Saved data entries
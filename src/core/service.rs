//! Service-call descriptors
//!
//! A [`Service`] describes one HTTP call declaratively: endpoint, method,
//! and two ordered sets of query parameters. Per-call *user* parameters are
//! whatever the call site supplies; *constant* parameters ride along on
//! every call built from the same descriptor (an API key, a format flag).
//!
//! On a name collision the user parameter wins and the constant pair is
//! suppressed. Collisions are resolved first-wins, never by duplication.

use crate::core::error::CallError;
use reqwest::Url;
use serde::{Deserialize, Serialize};
use strum::{Display, EnumIter, EnumString};

/// HTTP method for a service call.
#[derive(
    Debug, Clone, Copy, PartialEq, Eq, Serialize, Deserialize, Display, EnumIter, EnumString,
)]
#[strum(serialize_all = "UPPERCASE")]
pub enum Method {
    Get,
    Post,
    Put,
    Delete,
}

impl Method {
    pub(crate) fn as_reqwest(self) -> reqwest::Method {
        match self {
            Method::Get => reqwest::Method::GET,
            Method::Post => reqwest::Method::POST,
            Method::Put => reqwest::Method::PUT,
            Method::Delete => reqwest::Method::DELETE,
        }
    }
}

/// Declarative description of one HTTP call.
///
/// Serializable so hosts can keep descriptors in their own configuration.
#[derive(Debug, Clone, Serialize, Deserialize)]
pub struct Service {
    url: String,
    method: Method,
    params: Vec<(String, String)>,
    constant_params: Vec<(String, String)>,
}

impl Service {
    /// Creates a descriptor for `url` with no parameters.
    pub fn new(url: impl Into<String>, method: Method) -> Self {
        Self {
            url: url.into(),
            method,
            params: Vec::new(),
            constant_params: Vec::new(),
        }
    }

    /// Creates a descriptor from parallel name/value slices.
    ///
    /// # Errors
    ///
    /// Returns [`CallError::ParamMismatch`] if the slices differ in length.
    /// This is a caller-configuration bug and fails fast here rather than
    /// surfacing mid-call.
    pub fn from_arrays(
        url: impl Into<String>,
        method: Method,
        names: &[&str],
        values: &[&str],
    ) -> Result<Self, CallError> {
        if names.len() != values.len() {
            return Err(CallError::ParamMismatch {
                names: names.len(),
                values: values.len(),
            });
        }
        let mut service = Self::new(url, method);
        for (name, value) in names.iter().zip(values) {
            service.params.push(((*name).to_string(), (*value).to_string()));
        }
        Ok(service)
    }

    /// Appends one user parameter.
    #[must_use]
    pub fn param(mut self, name: impl Into<String>, value: impl Into<String>) -> Self {
        self.params.push((name.into(), value.into()));
        self
    }

    /// Appends one constant parameter. Suppressed at build time if a user
    /// parameter (or an earlier constant) already uses the name.
    #[must_use]
    pub fn constant_param(mut self, name: impl Into<String>, value: impl Into<String>) -> Self {
        self.constant_params.push((name.into(), value.into()));
        self
    }

    /// The endpoint as given.
    pub fn url(&self) -> &str {
        &self.url
    }

    pub fn method(&self) -> Method {
        self.method
    }

    /// User parameters followed by non-colliding constant parameters.
    pub fn merged_params(&self) -> Vec<(&str, &str)> {
        let mut merged: Vec<(&str, &str)> = self
            .params
            .iter()
            .map(|(name, value)| (name.as_str(), value.as_str()))
            .collect();
        for (name, value) in &self.constant_params {
            if merged.iter().any(|(existing, _)| existing == name) {
                tracing::debug!(name = %name, "constant parameter suppressed by existing parameter");
                continue;
            }
            merged.push((name, value));
        }
        merged
    }

    /// Builds the request URL with all parameters percent-encoded as query
    /// pairs. Every method uses query-string parameters; none of the calls
    /// described here carry a body.
    ///
    /// # Errors
    ///
    /// Returns [`CallError::InvalidUrl`] if the endpoint does not parse.
    pub fn request_url(&self) -> Result<Url, CallError> {
        let mut url = Url::parse(&self.url).map_err(|err| CallError::InvalidUrl {
            url: self.url.clone(),
            detail: err.to_string(),
        })?;
        let merged = self.merged_params();
        if !merged.is_empty() {
            let mut pairs = url.query_pairs_mut();
            for (name, value) in merged {
                pairs.append_pair(name, value);
            }
        }
        Ok(url)
    }
}

#[cfg(test)]
mod tests {
    use super::*;
    use strum::IntoEnumIterator;

    #[test]
    fn test_method_display_matches_wire_names() {
        let names: Vec<String> = Method::iter().map(|m| m.to_string()).collect();
        assert_eq!(names, ["GET", "POST", "PUT", "DELETE"]);
        assert_eq!("PUT".parse::<Method>().unwrap(), Method::Put);
    }

    #[test]
    fn test_from_arrays_rejects_mismatched_lengths() {
        let err = Service::from_arrays(
            "http://example.com/svc",
            Method::Get,
            &["a", "b"],
            &["1"],
        )
        .unwrap_err();
        assert!(matches!(
            err,
            CallError::ParamMismatch { names: 2, values: 1 }
        ));
    }

    #[test]
    fn test_user_params_win_over_constants() {
        let service = Service::new("http://example.com/svc", Method::Get)
            .param("format", "json")
            .constant_param("format", "xml")
            .constant_param("key", "abc");
        let merged = service.merged_params();
        assert_eq!(merged, [("format", "json"), ("key", "abc")]);
    }

    #[test]
    fn test_duplicate_constants_collapse_first_wins() {
        let service = Service::new("http://example.com/svc", Method::Get)
            .constant_param("key", "first")
            .constant_param("key", "second");
        assert_eq!(service.merged_params(), [("key", "first")]);
    }

    #[test]
    fn test_request_url_percent_encodes_pairs() {
        let service = Service::new("http://example.com/svc", Method::Get)
            .param("q", "a b&c")
            .constant_param("key", "abc123");
        let url = service.request_url().unwrap();
        let query = url.query().unwrap();
        assert!(query.contains("key=abc123"));
        assert!(!query.contains("a b&c"));
        assert_eq!(
            url.query_pairs()
                .find(|(name, _)| name == "q")
                .map(|(_, value)| value.into_owned()),
            Some("a b&c".to_string())
        );
    }

    #[test]
    fn test_request_url_appends_to_existing_query() {
        let service =
            Service::new("http://example.com/svc?fixed=1", Method::Get).param("page", "2");
        let url = service.request_url().unwrap();
        assert_eq!(url.query(), Some("fixed=1&page=2"));
    }

    #[test]
    fn test_request_url_without_params_is_untouched() {
        let service = Service::new("http://example.com/svc", Method::Post);
        let url = service.request_url().unwrap();
        assert_eq!(url.query(), None);
    }

    #[test]
    fn test_invalid_url_fails_fast() {
        let service = Service::new("not a url", Method::Get);
        let err = service.request_url().unwrap_err();
        assert!(matches!(err, CallError::InvalidUrl { .. }));
        assert_eq!(err.code(), crate::core::error::ERR_CODE_INVALID_URL);
    }
}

• [TASK REQUIREMENTS]: Only a number is wanted here: how many lines of the records above include the string "crate"?

• [WRITTEN RESPONSE]: 3